> **WHAT IS EXPECTED**: Scan the material for the string "outcome" and copy out every line in which it occurs.

(RECORDS FOR THIS EXERCISE)

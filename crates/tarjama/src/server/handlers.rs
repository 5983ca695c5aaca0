//! Route handlers for the web form.
//!
//! Every mutating route updates the cookie session and answers with a
//! `303 See Other` back to `/`, where the page is rendered.

use axum::extract::{Multipart, State};
use axum::http::header::{COOKIE, SET_COOKIE};
use axum::http::{HeaderMap, HeaderValue, StatusCode};
use axum::response::{Html, IntoResponse, Redirect, Response};
use axum::{Form, Json};
use serde::Deserialize;
use tarjama_core::render;
use tarjama_core::session::SessionId;
use tarjama_core::{Banner, Provider, SessionStore, UploadedImage};

use super::state::ServerState;

/// Name of the cookie carrying the session id.
pub const SESSION_COOKIE: &str = "tarjama_session";

/// Form field holding uploaded screenshots.
const IMAGES_FIELD: &str = "images";

#[derive(Deserialize)]
pub struct ProviderForm {
    provider: String,
}

#[derive(Deserialize)]
pub struct CredentialForm {
    provider: String,
    #[serde(default)]
    api_key: String,
}

/// Session id from the request cookie, if it names a live session;
/// otherwise a fresh id. The flag is `true` for a fresh id.
fn resolve_session(state: &ServerState, headers: &HeaderMap) -> (SessionId, bool) {
    match session_cookie(headers) {
        Some(id) if state.store.contains(&id) => (id, false),
        _ => (SessionStore::new_id(), true),
    }
}

fn session_cookie(headers: &HeaderMap) -> Option<String> {
    headers
        .get_all(COOKIE)
        .iter()
        .filter_map(|value| value.to_str().ok())
        .flat_map(|value| value.split(';'))
        .filter_map(|pair| pair.trim().split_once('='))
        .find(|(name, _)| *name == SESSION_COOKIE)
        .map(|(_, value)| value.to_string())
}

fn with_cookie(mut response: Response, id: &str, fresh: bool) -> Response {
    if fresh {
        let cookie = format!("{SESSION_COOKIE}={id}; Path=/; HttpOnly; SameSite=Strict");
        if let Ok(value) = HeaderValue::from_str(&cookie) {
            response.headers_mut().insert(SET_COOKIE, value);
        }
    }
    response
}

fn back_to_page(id: &str, fresh: bool) -> Response {
    with_cookie(Redirect::to("/").into_response(), id, fresh)
}

pub async fn index(State(state): State<ServerState>, headers: HeaderMap) -> Response {
    let (id, fresh) = resolve_session(&state, &headers);
    let session = state.store.get_or_create(&id);
    let mut session = session.lock().await;

    let response = match render::render_page(&session) {
        Ok(page) => {
            session.clear_banner();
            Html(page).into_response()
        }
        Err(e) => {
            tracing::error!("Failed to render page: {e}");
            (StatusCode::INTERNAL_SERVER_ERROR, "failed to render page").into_response()
        }
    };
    with_cookie(response, &id, fresh)
}

pub async fn select_provider(
    State(state): State<ServerState>,
    headers: HeaderMap,
    Form(form): Form<ProviderForm>,
) -> Response {
    let (id, fresh) = resolve_session(&state, &headers);
    let session = state.store.get_or_create(&id);
    let mut session = session.lock().await;

    match form.provider.parse::<Provider>() {
        Ok(provider) => session.select_provider(provider),
        Err(e) => session.set_banner(Banner::Error(e)),
    }
    back_to_page(&id, fresh)
}

pub async fn set_credential(
    State(state): State<ServerState>,
    headers: HeaderMap,
    Form(form): Form<CredentialForm>,
) -> Response {
    let (id, fresh) = resolve_session(&state, &headers);
    let session = state.store.get_or_create(&id);
    let mut session = session.lock().await;

    match form.provider.parse::<Provider>() {
        Ok(provider) => {
            session.set_credential(provider, form.api_key.trim());
            tracing::debug!("{} key updated", provider.label());
        }
        Err(e) => session.set_banner(Banner::Error(e)),
    }
    back_to_page(&id, fresh)
}

pub async fn upload(
    State(state): State<ServerState>,
    headers: HeaderMap,
    mut multipart: Multipart,
) -> Response {
    let (id, fresh) = resolve_session(&state, &headers);

    let mut images = Vec::new();
    let mut skipped = Vec::new();
    let mut interrupted = None;
    loop {
        let field = match multipart.next_field().await {
            Ok(Some(field)) => field,
            Ok(None) => break,
            Err(e) => {
                tracing::warn!("Upload interrupted: {e}");
                interrupted = Some(e.body_text());
                break;
            }
        };
        if field.name() != Some(IMAGES_FIELD) {
            continue;
        }

        let name = field.file_name().unwrap_or_default().to_string();
        let bytes = match field.bytes().await {
            Ok(bytes) => bytes,
            Err(e) => {
                tracing::warn!("Upload interrupted while reading {name}: {e}");
                interrupted = Some(e.body_text());
                break;
            }
        };
        // Browsers send one empty part when no file was chosen.
        if name.is_empty() && bytes.is_empty() {
            continue;
        }

        match UploadedImage::from_upload(name, bytes.to_vec(), &state.limits) {
            Ok(image) => images.push(image),
            Err(e) => {
                tracing::warn!("Rejected upload: {e}");
                skipped.push(e.to_string());
            }
        }
    }

    let session = state.store.get_or_create(&id);
    let mut session = session.lock().await;

    // A cut-off request never replaces the previous selection.
    if let Some(reason) = interrupted {
        session.set_banner(Banner::Error(format!(
            "Upload was cut short ({reason}). Your previous images were kept."
        )));
        return back_to_page(&id, fresh);
    }

    session.upload(images);
    if !skipped.is_empty() {
        session.set_banner(Banner::Error(format!(
            "Skipped {} file(s): {}",
            skipped.len(),
            skipped.join("; ")
        )));
    }
    back_to_page(&id, fresh)
}

pub async fn translate(State(state): State<ServerState>, headers: HeaderMap) -> Response {
    let (id, fresh) = resolve_session(&state, &headers);
    let session = state.store.get_or_create(&id);
    let mut session = session.lock().await;

    let translator = state.translators.get(session.provider());
    let outcome = session
        .translate(translator, |p| tracing::debug!("{}", p.status()))
        .await;
    if let Ok(results) = outcome {
        let failed = results.iter().filter(|r| !r.is_ok()).count();
        tracing::info!("Batch done: {} image(s), {failed} failed", results.len());
    }
    back_to_page(&id, fresh)
}

pub async fn health() -> impl IntoResponse {
    (StatusCode::OK, Json(serde_json::json!({ "status": "ok" })))
}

(End RECORDS FOR THIS EXERCISE)

> **REPLY**:
    let outcome = session
    if let Ok(results) = outcome {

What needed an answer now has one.